*** Begin section ***
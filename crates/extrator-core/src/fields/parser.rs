//! Rule-based parser running every field extractor over a document's text.

use tracing::{debug, trace};

use crate::models::config::ExtractionConfig;

use super::Result;
use super::rules::{
    FieldExtractor, LabelExtractor, LastDateExtractor, ProcessNumberExtractor,
    RegistrationExtractor, parse_date,
};

/// Fields extracted from a single document. Missing fields are `None`.
#[derive(Debug, Clone, Default, PartialEq, Eq)]
pub struct ParsedFields {
    pub claimant: Option<String>,
    pub registration_number: Option<String>,
    pub process_number: Option<String>,
    pub filing_date: Option<String>,
}

/// Trait for turning document text into fields.
pub trait FieldParser {
    /// Parse fields from text. Deterministic for identical input.
    fn parse(&self, text: &str) -> ParsedFields;
}

/// Parser built from the four rule-based extractors.
pub struct RuleBasedParser {
    claimant: LabelExtractor,
    registration: RegistrationExtractor,
    process: ProcessNumberExtractor,
    dates: LastDateExtractor,
    normalize_dates: bool,
}

impl RuleBasedParser {
    /// Create a parser with default settings.
    pub fn new() -> Result<Self> {
        Self::from_config(&ExtractionConfig::default())
    }

    /// Create a parser from extraction settings.
    pub fn from_config(config: &ExtractionConfig) -> Result<Self> {
        Ok(Self {
            claimant: LabelExtractor::new(&config.claimant_label)?
                .with_window(config.label_window),
            registration: RegistrationExtractor::new(),
            process: ProcessNumberExtractor::new(),
            dates: LastDateExtractor::new(),
            normalize_dates: config.normalize_dates,
        })
    }

    /// Set filing date normalization to `YYYY-MM-DD`.
    pub fn with_normalized_dates(mut self, normalize: bool) -> Self {
        self.normalize_dates = normalize;
        self
    }

    fn filing_date(&self, text: &str) -> Option<String> {
        let last = self.dates.extract(text)?;
        trace!("Last date {:?} at {:?}", last.value, last.position);

        if !self.normalize_dates {
            return Some(last.value);
        }

        match parse_date(&last.value) {
            Some(date) => Some(date.format("%Y-%m-%d").to_string()),
            None => {
                debug!("Keeping unparseable date {:?} verbatim", last.value);
                Some(last.value)
            }
        }
    }
}

impl FieldParser for RuleBasedParser {
    fn parse(&self, text: &str) -> ParsedFields {
        if tracing::enabled!(tracing::Level::DEBUG) {
            let occurrences = self.claimant.extract_all(text).len();
            if occurrences > 1 {
                debug!(
                    "Label {:?} appears {} times, using the first",
                    self.claimant.label(),
                    occurrences
                );
            }
        }

        let fields = ParsedFields {
            claimant: self.claimant.extract(text).map(|m| m.value),
            registration_number: self.registration.extract(text).map(|m| m.value),
            process_number: self.process.extract(text).map(|m| m.value),
            filing_date: self.filing_date(text),
        };

        debug!(
            "Parsed fields: processo={:?} data={:?} requerente={:?} matricula={:?}",
            fields.process_number, fields.filing_date, fields.claimant, fields.registration_number
        );

        fields
    }
}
*** End section ***
ACTIVITY: Return each entry exactly. Leave none out.

YOUR SOLUTION:
filename crates/extrator-core/src/fields/parser.rs
//! Rule-based parser running every field extractor over a document's text.

use tracing::{debug, trace};

use crate::models::config::ExtractionConfig;

use super::Result;
use super::rules::{
    FieldExtractor, LabelExtractor, LastDateExtractor, ProcessNumberExtractor,
    RegistrationExtractor, parse_date,
};

/// Fields extracted from a single document. Missing fields are `None`.
#[derive(Debug, Clone, Default, PartialEq, Eq)]
pub struct ParsedFields {
    pub claimant: Option<String>,
    pub registration_number: Option<String>,
    pub process_number: Option<String>,
    pub filing_date: Option<String>,
}

/// Trait for turning document text into fields.
pub trait FieldParser {
    /// Parse fields from text. Deterministic for identical input.
    fn parse(&self, text: &str) -> ParsedFields;
}

/// Parser built from the four rule-based extractors.
pub struct RuleBasedParser {
    claimant: LabelExtractor,
    registration: RegistrationExtractor,
    process: ProcessNumberExtractor,
    dates: LastDateExtractor,
    normalize_dates: bool,
}

impl RuleBasedParser {
    /// Create a parser with default settings.
    pub fn new() -> Result<Self> {
        Self::from_config(&ExtractionConfig::default())
    }

    /// Create a parser from extraction settings.
    pub fn from_config(config: &ExtractionConfig) -> Result<Self> {
        Ok(Self {
            claimant: LabelExtractor::new(&config.claimant_label)?
                .with_window(config.label_window),
            registration: RegistrationExtractor::new(),
            process: ProcessNumberExtractor::new(),
            dates: LastDateExtractor::new(),
            normalize_dates: config.normalize_dates,
        })
    }

    /// Set filing date normalization to `YYYY-MM-DD`.
    pub fn with_normalized_dates(mut self, normalize: bool) -> Self {
        self.normalize_dates = normalize;
        self
    }

    fn filing_date(&self, text: &str) -> Option<String> {
        let last = self.dates.extract(text)?;
        trace!("Last date {:?} at {:?}", last.value, last.position);

        if !self.normalize_dates {
            return Some(last.value);
        }

        match parse_date(&last.value) {
            Some(date) => Some(date.format("%Y-%m-%d").to_string()),
            None => {
                debug!("Keeping unparseable date {:?} verbatim", last.value);
                Some(last.value)
            }
        }
    }
}

impl FieldParser for RuleBasedParser {
    fn parse(&self, text: &str) -> ParsedFields {
        if tracing::enabled!(tracing::Level::DEBUG) {
            let occurrences = self.claimant.extract_all(text).len();
            if occurrences > 1 {
                debug!(
                    "Label {:?} appears {} times, using the first",
                    self.claimant.label(),
                    occurrences
                );
            }
        }

        let fields = ParsedFields {
            claimant: self.claimant.extract(text).map(|m| m.value),
            registration_number: self.registration.extract(text).map(|m| m.value),
            process_number: self.process.extract(text).map(|m| m.value),
            filing_date: self.filing_date(text),
        };

        debug!(
            "Parsed fields: processo={:?} data={:?} requerente={:?} matricula={:?}",
            fields.process_number, fields.filing_date, fields.claimant, fields.registration_number
        );

        fields
    }
}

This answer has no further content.